Richard knows that feeling all to well. He threw something. A placard in fact. Threw it like a javelin, he says. An ice pack is being pressed against his back as we speak. He was hit in the kidney with a plastic bullet. Shot in the back. It hit him hard. Spun him around like a top. He will soon be rushed to the hospital when they discover he is bleeding internally. For now we talk.

He tells me he was chalking the sidewalk when he was hit with the gas. He attempted to gather his art supplies but soon collapsed. A medic rescued him and he recovered in time to see his friend being arrested — abducted — by police. He grabbed his friend’s picket sign and tossed it at the police. He says it was stupid. And it probably was.

What was more stupid though was police firing a deadly weapon at him. Plastic bullets have killed before. Its easy to see why. They’re about two inches wide, a bit shorter than a pop-can and when you bang them on a table they make the sound of a hammer. They had clubs, but they shot him.
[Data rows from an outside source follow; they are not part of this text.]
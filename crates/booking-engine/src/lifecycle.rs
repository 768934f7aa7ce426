use std::collections::HashMap;
use std::sync::{Arc, Mutex};

use sqlx::postgres::PgRow;
use sqlx::{PgPool, Row};
use tracing::{debug, error, info};
use uuid::Uuid;

use crate::booking_types::{
    Booking, BookingError, BookingStatus, Decision, OwnerBooking, RequesterBooking,
};
use crate::date_range::DateRange;
use crate::ledger::AvailabilityLedger;

/// Errors a notifier implementation may report. They are logged and
/// swallowed at the spawn boundary; a decision's outcome never depends on
/// notification delivery.
#[derive(Debug, thiserror::Error)]
pub enum NotifyError {
    /// Delivery error
    #[error("Delivery error: {0}")]
    Delivery(String),
}

/// Trait for services that tell a requester about the decision on their
/// booking.
#[async_trait::async_trait]
pub trait DecisionNotifier: Send + Sync {
    /// Delivers a best-effort notification that `booking_id` is now
    /// `status` to `user_id`.
    async fn notify_decision(
        &self,
        user_id: &Uuid,
        booking_id: &Uuid,
        status: BookingStatus,
    ) -> Result<(), NotifyError>;
}

/// Per-vehicle mutual exclusion for decisions. Serializing the
/// approvability re-check with the status write closes the
/// read-check-then-write race between two concurrent approvals on the same
/// vehicle.
#[derive(Clone, Default)]
pub struct VehicleLocks {
    inner: Arc<Mutex<HashMap<Uuid, Arc<tokio::sync::Mutex<()>>>>>,
}

impl VehicleLocks {
    /// Creates an empty lock registry.
    pub fn new() -> Self {
        Self::default()
    }

    /// Returns the lock guarding decisions on the given vehicle, creating
    /// it on first use.
    pub fn lock_for(&self, vehicle_id: &Uuid) -> Arc<tokio::sync::Mutex<()>> {
        let mut map = self.inner.lock().unwrap();
        map.entry(*vehicle_id)
            .or_insert_with(|| Arc::new(tokio::sync::Mutex::new(())))
            .clone()
    }
}

/// Service governing booking creation and owner decisions.
pub struct BookingService {
    pool: PgPool,
    ledger: AvailabilityLedger,
    locks: VehicleLocks,
    notifier: Arc<dyn DecisionNotifier>,
}

impl BookingService {
    /// Creates the service over the shared pool and notifier. The ledger
    /// reads through the same pool so every check sees committed state.
    pub fn new(pool: PgPool, notifier: Arc<dyn DecisionNotifier>) -> Self {
        Self {
            ledger: AvailabilityLedger::new(pool.clone()),
            locks: VehicleLocks::new(),
            pool,
            notifier,
        }
    }

    /// Creates a booking in `pending` for the requester. The range must be
    /// inside the vehicle's window and clear of approved bookings at this
    /// instant; overlapping pending requests are allowed and resolved at
    /// decision time.
    pub async fn create(
        &self,
        requester: &Uuid,
        vehicle_id: &Uuid,
        range: DateRange,
    ) -> Result<Booking, BookingError> {
        self.ledger.check_creatable(vehicle_id, &range).await?;

        let row = sqlx::query(
            r#"
            INSERT INTO bookings (vehicle_id, requester_id, start_date, end_date)
            VALUES ($1, $2, $3, $4)
            RETURNING id, vehicle_id, requester_id, start_date, end_date,
                      status, created_at, updated_at
            "#,
        )
        .bind(vehicle_id)
        .bind(requester)
        .bind(range.start)
        .bind(range.end)
        .fetch_one(&self.pool)
        .await?;

        let booking = booking_from_row(&row)?;
        info!(
            "Created pending booking {} on vehicle {}",
            booking.id, vehicle_id
        );

        Ok(booking)
    }

    /// Fetches a booking by id.
    pub async fn get(&self, booking_id: &Uuid) -> Result<Booking, BookingError> {
        let row = sqlx::query(
            r#"
            SELECT id, vehicle_id, requester_id, start_date, end_date,
                   status, created_at, updated_at
            FROM bookings
            WHERE id = $1
            "#,
        )
        .bind(booking_id)
        .fetch_optional(&self.pool)
        .await?;

        match row {
            Some(row) => booking_from_row(&row),
            None => Err(BookingError::BookingNotFound),
        }
    }

    /// Commits the owner's decision on a pending booking.
    ///
    /// Decisions on a vehicle are serialized by its lock, and the write
    /// itself is conditional on the status still being `pending`, so two
    /// racing approvals of overlapping bookings can never both land. A
    /// decision lost to a concurrent writer reports the same way as a
    /// conflict found up front.
    pub async fn decide(
        &self,
        booking_id: &Uuid,
        actor: &Uuid,
        decision: Decision,
    ) -> Result<Booking, BookingError> {
        let booking = self.get(booking_id).await?;
        let owner = self.vehicle_owner(&booking.vehicle_id).await?;

        if owner != *actor {
            return Err(BookingError::Forbidden);
        }

        let vehicle_lock = self.locks.lock_for(&booking.vehicle_id);
        let _guard = vehicle_lock.lock().await;

        // State may have moved while we waited on the lock.
        let booking = self.get(booking_id).await?;
        if booking.status.is_terminal() {
            return Err(BookingError::InvalidTransition);
        }

        if decision == Decision::Approve {
            self.ledger.check_approvable(&booking).await?;
        }

        let target = decision.target_status();
        let row = sqlx::query(
            r#"
            UPDATE bookings
            SET status = $1, updated_at = NOW()
            WHERE id = $2 AND status = 'pending'
            RETURNING id, vehicle_id, requester_id, start_date, end_date,
                      status, created_at, updated_at
            "#,
        )
        .bind(target.as_str())
        .bind(booking_id)
        .fetch_optional(&self.pool)
        .await?;

        let updated = match row {
            Some(row) => booking_from_row(&row)?,
            // A concurrent writer got there between our check and the
            // conditional update. For approvals the caller cannot tell this
            // apart from an up-front conflict, and should not need to.
            None => {
                debug!("Lost decision race on booking {}", booking_id);
                return Err(match decision {
                    Decision::Approve => BookingError::Overlap,
                    Decision::Reject => BookingError::InvalidTransition,
                });
            }
        };

        info!(
            "Booking {} on vehicle {} is now {}",
            updated.id,
            updated.vehicle_id,
            updated.status.as_str()
        );

        // Exactly one notification per successful decision, handed off so
        // the decision response never waits on delivery.
        let notifier = self.notifier.clone();
        let requester = updated.requester_id;
        let notify_booking = updated.id;
        let status = updated.status;
        tokio::spawn(async move {
            if let Err(e) = notifier
                .notify_decision(&requester, &notify_booking, status)
                .await
            {
                error!("Failed to notify booking {} decision: {}", notify_booking, e);
            }
        });

        Ok(updated)
    }

    /// All bookings requested by a user, newest first, with a vehicle
    /// summary for display.
    pub async fn bookings_for_requester(
        &self,
        requester: &Uuid,
    ) -> Result<Vec<RequesterBooking>, BookingError> {
        let rows = sqlx::query(
            r#"
            SELECT b.id, b.vehicle_id, b.start_date, b.end_date, b.status,
                   b.created_at, v.location, v.image_url
            FROM bookings b
            LEFT JOIN vehicles v ON b.vehicle_id = v.id
            WHERE b.requester_id = $1
            ORDER BY b.created_at DESC
            "#,
        )
        .bind(requester)
        .fetch_all(&self.pool)
        .await?;

        let mut bookings = Vec::with_capacity(rows.len());
        for row in rows {
            bookings.push(RequesterBooking {
                id: row.get("id"),
                vehicle_id: row.get("vehicle_id"),
                start_date: row.get("start_date"),
                end_date: row.get("end_date"),
                status: parse_status(&row)?,
                created_at: row.get("created_at"),
                vehicle_location: row
                    .get::<Option<String>, _>("location")
                    .unwrap_or_else(|| "Unknown vehicle".to_string()),
                vehicle_image_url: row
                    .get::<Option<String>, _>("image_url")
                    .unwrap_or_default(),
            });
        }

        Ok(bookings)
    }

    /// All bookings on vehicles the actor owns, newest first.
    pub async fn bookings_for_owner(
        &self,
        owner: &Uuid,
    ) -> Result<Vec<OwnerBooking>, BookingError> {
        let rows = sqlx::query(
            r#"
            SELECT b.id, b.vehicle_id, b.requester_id, b.start_date, b.end_date,
                   b.status, b.created_at, v.location
            FROM bookings b
            JOIN vehicles v ON b.vehicle_id = v.id
            WHERE v.owner_id = $1
            ORDER BY b.created_at DESC
            "#,
        )
        .bind(owner)
        .fetch_all(&self.pool)
        .await?;

        let mut bookings = Vec::with_capacity(rows.len());
        for row in rows {
            bookings.push(OwnerBooking {
                id: row.get("id"),
                vehicle_id: row.get("vehicle_id"),
                requester_id: row.get("requester_id"),
                start_date: row.get("start_date"),
                end_date: row.get("end_date"),
                status: parse_status(&row)?,
                created_at: row.get("created_at"),
                vehicle_location: row.get("location"),
            });
        }

        Ok(bookings)
    }

    async fn vehicle_owner(&self, vehicle_id: &Uuid) -> Result<Uuid, BookingError> {
        let row = sqlx::query("SELECT owner_id FROM vehicles WHERE id = $1")
            .bind(vehicle_id)
            .fetch_optional(&self.pool)
            .await?;

        match row {
            Some(row) => Ok(row.get("owner_id")),
            None => Err(BookingError::VehicleNotFound),
        }
    }
}

fn parse_status(row: &PgRow) -> Result<BookingStatus, BookingError> {
    let status: String = row.get("status");
    BookingStatus::parse(&status)
        .ok_or_else(|| BookingError::DataFormat(format!("unknown status: {}", status)))
}

fn booking_from_row(row: &PgRow) -> Result<Booking, BookingError> {
    Ok(Booking {
        id: row.get("id"),
        vehicle_id: row.get("vehicle_id"),
        requester_id: row.get("requester_id"),
        start_date: row.get("start_date"),
        end_date: row.get("end_date"),
        status: parse_status(row)?,
        created_at: row.get("created_at"),
        updated_at: row.get("updated_at"),
    })
}

#[cfg(test)]
mod tests {
    use super::*;
    use std::time::Duration;

    #[test]
    fn test_same_vehicle_shares_a_lock() {
        let locks = VehicleLocks::new();
        let vehicle = Uuid::new_v4();

        let first = locks.lock_for(&vehicle);
        let second = locks.lock_for(&vehicle);

        assert!(Arc::ptr_eq(&first, &second));
    }

    #[test]
    fn test_different_vehicles_use_different_locks() {
        let locks = VehicleLocks::new();

        let first = locks.lock_for(&Uuid::new_v4());
        let second = locks.lock_for(&Uuid::new_v4());

        assert!(!Arc::ptr_eq(&first, &second));
    }

    #[tokio::test]
    async fn test_lock_serializes_critical_sections() {
        let locks = VehicleLocks::new();
        let vehicle = Uuid::new_v4();
        let trace: Arc<Mutex<Vec<&'static str>>> = Arc::new(Mutex::new(Vec::new()));

        let mut handles = Vec::new();
        for _ in 0..2 {
            let lock = locks.lock_for(&vehicle);
            let trace = trace.clone();
            handles.push(tokio::spawn(async move {
                let _guard = lock.lock().await;
                trace.lock().unwrap().push("enter");
                tokio::time::sleep(Duration::from_millis(10)).await;
                trace.lock().unwrap().push("exit");
            }));
        }
        for handle in handles {
            handle.await.unwrap();
        }

        // Sections never interleave: every enter is followed by its exit.
        let trace = trace.lock().unwrap();
        assert_eq!(*trace, vec!["enter", "exit", "enter", "exit"]);
    }
}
A few inches to the right and they would have broken his spine. He would have been in a wheelchair or worse and they would have had nothing — nothing at all — happen to them. Because they are anonymous soldiers. They are the police and they will not police themselves. They wouldn’t even give their badges when asked, even though they are legally bound to do so. In a situation like this, how can anyone fault demonstrators for attacking the police? The police have made it so that the only justice comes from vengance. It is their fault, not ours. If they would tell us their numbers we would be able to hold them accountable. But they didn’t.